German SS officer (1889–1945)

Richard Glücks (/de/; 22 April 1889 – 10 May 1945) was a high-ranking German SS functionary during the Nazi era. From November 1939 until the end of World War II, he commanded the Concentration Camps Inspectorate, later integrated into the SS Main Economic and Administrative Office as "Amt D". Reporting first to Theodor Eicke, then to SS chief Heinrich Himmler and finally to Oswald Pohl, he became Inspector of Concentration Camps. He retained this position despite Himmler, in whose presence Glücks would panic, having little confidence in him.

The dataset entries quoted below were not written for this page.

//! Interactive prompts
//!
//! All prompting is skipped in non-interactive mode; callers turn a missing
//! required value into a fatal error instead of blocking on a TTY.

use console::Term;
use std::io::Write;

use crate::error::Result;

/// Ask a yes/no question, defaulting to no
pub fn confirm(question: &str) -> Result<bool> {
    let term = Term::stderr();
    eprint!("{} [y/N] ", question);
    std::io::stderr().flush().ok();

    let answer = term.read_line()?;
    Ok(matches!(answer.trim().to_lowercase().as_str(), "y" | "yes"))
}

/// Ask for an optional value; an empty answer means "not set"
pub fn optional(question: &str) -> Result<Option<String>> {
    let term = Term::stderr();
    eprint!("{}: ", question);
    std::io::stderr().flush().ok();

    let answer = term.read_line()?;
    let answer = answer.trim();
    if answer.is_empty() {
        Ok(None)
    } else {
        Ok(Some(answer.to_string()))
    }
}

/// Ask for a secret without echoing it
pub fn secret(question: &str) -> Result<String> {
    Ok(rpassword::prompt_password(format!("{}: ", question))?)
}
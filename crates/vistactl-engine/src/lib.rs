//! vistactl Engine - renders the deploy bundle into concrete manifests
//!
//! A thin, strict MiniJinja environment with the Kubernetes filters the
//! Vista3D templates use. Rendering is pure: no cluster contact, no
//! filesystem writes.

pub mod engine;
pub mod error;
pub mod filters;

pub use engine::{Engine, EngineBuilder, RenderResult};
pub use error::EngineError;
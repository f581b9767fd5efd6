//! Values handling with deep merge support
//!
//! Deployment configuration is resolved from ordered override layers:
//! bundle defaults, then user values files in given order, then `--set`
//! overrides, then `--set-string` overrides. Later layers win on conflicts.

use serde::{Deserialize, Serialize};
use serde_json::Value as JsonValue;
use std::path::Path;

use crate::error::{CoreError, Result};

/// Values container with deep merge capability
#[derive(Debug, Clone, Default, Serialize, Deserialize)]
#[serde(transparent)]
pub struct Values(pub JsonValue);

impl Values {
    /// Create empty values
    pub fn new() -> Self {
        Self(JsonValue::Object(serde_json::Map::new()))
    }

    /// Load values from a YAML file
    pub fn from_file<P: AsRef<Path>>(path: P) -> Result<Self> {
        let content = std::fs::read_to_string(path.as_ref())?;
        Self::from_yaml(&content)
    }

    /// Parse values from YAML string
    pub fn from_yaml(yaml: &str) -> Result<Self> {
        let value: JsonValue = serde_yaml::from_str(yaml)?;
        Ok(Self(value))
    }

    /// Deep merge another Values into this one
    ///
    /// Rules:
    /// - Scalars: overlay replaces base
    /// - Objects: recursive merge
    /// - Arrays: overlay replaces base (not appended)
    pub fn merge(&mut self, overlay: &Values) {
        deep_merge(&mut self.0, &overlay.0);
    }

    /// Set a value by dotted path (e.g., "server.image.tag")
    pub fn set(&mut self, path: &str, value: JsonValue) -> Result<()> {
        let parts: Vec<&str> = path.split('.').collect();
        set_nested(&mut self.0, &parts, value)
    }

    /// Get a value by dotted path
    pub fn get(&self, path: &str) -> Option<&JsonValue> {
        let parts: Vec<&str> = path.split('.').collect();
        get_nested(&self.0, &parts)
    }

    /// Get a string value by dotted path
    pub fn get_str(&self, path: &str) -> Option<&str> {
        self.get(path).and_then(JsonValue::as_str)
    }

    /// Get the inner JSON value
    pub fn inner(&self) -> &JsonValue {
        &self.0
    }

    /// Convert to JSON value
    pub fn into_inner(self) -> JsonValue {
        self.0
    }

    /// Check if values are empty
    pub fn is_empty(&self) -> bool {
        match &self.0 {
            JsonValue::Object(map) => map.is_empty(),
            JsonValue::Null => true,
            _ => false,
        }
    }

    /// Serialize back to YAML
    pub fn to_yaml(&self) -> Result<String> {
        Ok(serde_yaml::to_string(&self.0)?)
    }

    /// Resolve the full override stack into one Values
    ///
    /// Precedence, later wins: `defaults` < `files` (in given order) <
    /// `set` (typed) < `set_string` (string-typed).
    pub fn resolve_layers(
        defaults: Values,
        files: &[std::path::PathBuf],
        set: &[String],
        set_string: &[String],
    ) -> Result<Values> {
        let mut merged = defaults;
        for path in files {
            let overlay = Values::from_file(path)?;
            merged.merge(&overlay);
        }
        if !set.is_empty() {
            merged.merge(&parse_set_values(set)?);
        }
        if !set_string.is_empty() {
            merged.merge(&parse_set_string_values(set_string)?);
        }
        Ok(merged)
    }
}

/// Merged values written to disk for inspection or hand-off
///
/// Ephemeral files are removed when dropped; a caller-supplied path is
/// written plainly and left behind.
#[derive(Debug)]
pub enum MergedValuesFile {
    Ephemeral(tempfile::NamedTempFile),
    Persistent(std::path::PathBuf),
}

impl MergedValuesFile {
    pub fn path(&self) -> &Path {
        match self {
            MergedValuesFile::Ephemeral(f) => f.path(),
            MergedValuesFile::Persistent(p) => p,
        }
    }
}

impl Values {
    /// Write the merged values to `explicit` if given (retained), otherwise
    /// to a temporary file cleaned up on drop.
    pub fn write_to_disk(&self, explicit: Option<&Path>) -> Result<MergedValuesFile> {
        let yaml = self.to_yaml()?;
        match explicit {
            Some(path) => {
                std::fs::write(path, yaml)?;
                Ok(MergedValuesFile::Persistent(path.to_path_buf()))
            }
            None => {
                use std::io::Write;
                let mut file = tempfile::NamedTempFile::new()?;
                file.write_all(yaml.as_bytes())?;
                file.flush()?;
                Ok(MergedValuesFile::Ephemeral(file))
            }
        }
    }
}

/// Deep merge two JSON values
fn deep_merge(base: &mut JsonValue, overlay: &JsonValue) {
    match (base, overlay) {
        (JsonValue::Object(base_map), JsonValue::Object(overlay_map)) => {
            for (key, overlay_value) in overlay_map {
                match base_map.get_mut(key) {
                    Some(base_value) => deep_merge(base_value, overlay_value),
                    None => {
                        base_map.insert(key.clone(), overlay_value.clone());
                    }
                }
            }
        }
        (base, overlay) => {
            *base = overlay.clone();
        }
    }
}

/// Set a nested value by path
fn set_nested(value: &mut JsonValue, path: &[&str], new_value: JsonValue) -> Result<()> {
    if path.is_empty() {
        *value = new_value;
        return Ok(());
    }

    let key = path[0];
    let remaining = &path[1..];

    // Intermediate scalars are replaced by objects so the path can continue
    if !value.is_object() {
        *value = JsonValue::Object(serde_json::Map::new());
    }

    let map = value
        .as_object_mut()
        .expect("value should be an object after initialization");

    if remaining.is_empty() {
        map.insert(key.to_string(), new_value);
    } else {
        let entry = map
            .entry(key.to_string())
            .or_insert_with(|| JsonValue::Object(serde_json::Map::new()));
        set_nested(entry, remaining, new_value)?;
    }

    Ok(())
}

/// Get a nested value by path
fn get_nested<'a>(value: &'a JsonValue, path: &[&str]) -> Option<&'a JsonValue> {
    if path.is_empty() {
        return Some(value);
    }

    match value {
        JsonValue::Object(map) => map.get(path[0]).and_then(|v| get_nested(v, &path[1..])),
        _ => None,
    }
}

/// Parse --set arguments (key=value format, values typed)
pub fn parse_set_values(set_args: &[String]) -> Result<Values> {
    let mut values = Values::new();

    for arg in set_args {
        let (key, val) = arg.split_once('=').ok_or_else(|| CoreError::ValuesMerge {
            message: format!("Invalid --set format: '{}'. Expected key=value", arg),
        })?;

        // Try to parse as JSON, fallback to string
        let json_value = if val == "true" {
            JsonValue::Bool(true)
        } else if val == "false" {
            JsonValue::Bool(false)
        } else if val == "null" {
            JsonValue::Null
        } else if let Ok(num) = val.parse::<i64>() {
            JsonValue::Number(num.into())
        } else if let Ok(num) = val.parse::<f64>() {
            JsonValue::Number(serde_json::Number::from_f64(num).unwrap_or(0.into()))
        } else if val.starts_with('[') || val.starts_with('{') {
            serde_json::from_str(val).unwrap_or(JsonValue::String(val.to_string()))
        } else {
            JsonValue::String(val.to_string())
        };

        values.set(key, json_value)?;
    }

    Ok(values)
}

/// Parse --set-string arguments (key=value format, values always strings)
///
/// Keeps image tags like `1.0` or `latest-8` from being coerced into numbers.
pub fn parse_set_string_values(set_args: &[String]) -> Result<Values> {
    let mut values = Values::new();

    for arg in set_args {
        let (key, val) = arg.split_once('=').ok_or_else(|| CoreError::ValuesMerge {
            message: format!("Invalid --set-string format: '{}'. Expected key=value", arg),
        })?;

        values.set(key, JsonValue::String(val.to_string()))?;
    }

    Ok(values)
}

#[cfg(test)]
mod tests {
    use super::*;

    #[test]
    fn test_deep_merge() {
        let mut base = Values::from_yaml(
            r#"
server:
  image:
    repository: nvcr.io/nim/nvidia/vista3d
    tag: "1.0.0"
  replicas: 1
"#,
        )
        .unwrap();

        let overlay = Values::from_yaml(
            r#"
server:
  image:
    tag: "1.1.0"
    pullPolicy: Always
  replicas: 2
"#,
        )
        .unwrap();

        base.merge(&overlay);

        assert_eq!(
            base.get("server.image.repository").unwrap(),
            "nvcr.io/nim/nvidia/vista3d"
        );
        assert_eq!(base.get("server.image.tag").unwrap(), "1.1.0");
        assert_eq!(base.get("server.image.pullPolicy").unwrap(), "Always");
        assert_eq!(base.get("server.replicas").unwrap(), 2);
    }

    #[test]
    fn test_set_nested() {
        let mut values = Values::new();
        values
            .set("server.image.tag", JsonValue::String("v1".into()))
            .unwrap();
        values.set("frontend.replicas", JsonValue::Number(3.into())).unwrap();

        assert_eq!(values.get("server.image.tag").unwrap(), "v1");
        assert_eq!(values.get("frontend.replicas").unwrap(), 3);
    }

    #[test]
    fn test_parse_set_values() {
        let args = vec![
            "server.image.tag=v2".to_string(),
            "frontend.replicas=5".to_string(),
            "ingress.enabled=true".to_string(),
        ];

        let values = parse_set_values(&args).unwrap();

        assert_eq!(values.get("server.image.tag").unwrap(), "v2");
        assert_eq!(values.get("frontend.replicas").unwrap(), 5);
        assert_eq!(values.get("ingress.enabled").unwrap(), true);
    }

    #[test]
    fn test_parse_set_string_keeps_strings() {
        let args = vec!["server.image.tag=1.0".to_string()];
        let values = parse_set_string_values(&args).unwrap();

        // A typed --set would turn 1.0 into a float; --set-string must not
        assert_eq!(values.get("server.image.tag").unwrap(), "1.0");
    }

    #[test]
    fn test_parse_set_invalid_format() {
        let args = vec!["no-equals-sign".to_string()];
        assert!(parse_set_values(&args).is_err());
        assert!(parse_set_string_values(&args).is_err());
    }

    #[test]
    fn test_layer_precedence_later_wins() {
        use std::io::Write;

        let defaults = Values::from_yaml("storageClass: local-path\nreplicas: 1").unwrap();

        let mut f1 = tempfile::NamedTempFile::new().unwrap();
        writeln!(f1, "storageClass: longhorn").unwrap();
        let mut f2 = tempfile::NamedTempFile::new().unwrap();
        writeln!(f2, "storageClass: nfs-client\nreplicas: 2").unwrap();

        let merged = Values::resolve_layers(
            defaults,
            &[f1.path().to_path_buf(), f2.path().to_path_buf()],
            &["replicas=3".to_string()],
            &["storageClass=manual".to_string()],
        )
        .unwrap();

        // every later layer overrode the earlier one
        assert_eq!(merged.get("storageClass").unwrap(), "manual");
        assert_eq!(merged.get("replicas").unwrap(), 3);
    }

    #[test]
    fn test_resolve_layers_no_overrides() {
        let defaults = Values::from_yaml("a: 1").unwrap();
        let merged = Values::resolve_layers(defaults, &[], &[], &[]).unwrap();
        assert_eq!(merged.get("a").unwrap(), 1);
    }

    #[test]
    fn test_write_to_disk_ephemeral_removed_on_drop() {
        let values = Values::from_yaml("a: 1").unwrap();
        let file = values.write_to_disk(None).unwrap();
        let path = file.path().to_path_buf();
        assert!(path.exists());
        drop(file);
        assert!(!path.exists());
    }

    #[test]
    fn test_write_to_disk_persistent_retained() {
        let dir = tempfile::tempdir().unwrap();
        let target = dir.path().join("merged.yaml");
        let values = Values::from_yaml("a: 1").unwrap();

        let file = values.write_to_disk(Some(&target)).unwrap();
        drop(file);
        assert!(target.exists());

        let reread = Values::from_file(&target).unwrap();
        assert_eq!(reread.get("a").unwrap(), 1);
    }
}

Glücks was responsible for the forced labour of camp inmates and was the supervisor for the medical practices in the camps, ranging from Nazi human experimentation to the implementation of the "Final Solution", in particular the mass murder of inmates with Zyklon B gas. After Germany capitulated, Glücks committed suicide by swallowing a potassium cyanide capsule.

== Early life ==
Glücks was born 1889, in Odenkirchen in the Rhineland. Having completed gymnasium in Düsseldorf, he worked in his father's business, a fire insurance agency. In 1909, Glücks joined the army for one year as a volunteer, serving in the artillery. In 1913, he was in England, and later moved to Argentina as a trader. When World War I broke out, Glücks returned to Germany under a false identity on a Norwegian ship in January 1915 and joined the army again. During the war, he eventually became the commander of an artillery unit and was awarded the Iron Cross I and II. Glücks fought at the Battle of Verdun and the Battle of the Somme. After the war, he became a liaison officer between the German forces and the Military Inter-Allied Commission of Control, the allied body for controlling the restrictions placed upon Germany in the Treaty of Versailles regarding re-armament and strength of their armed forces. Until 1924, he stayed in that position, before joining the staff of the 6th Prussian Division. He also served in the Freikorps.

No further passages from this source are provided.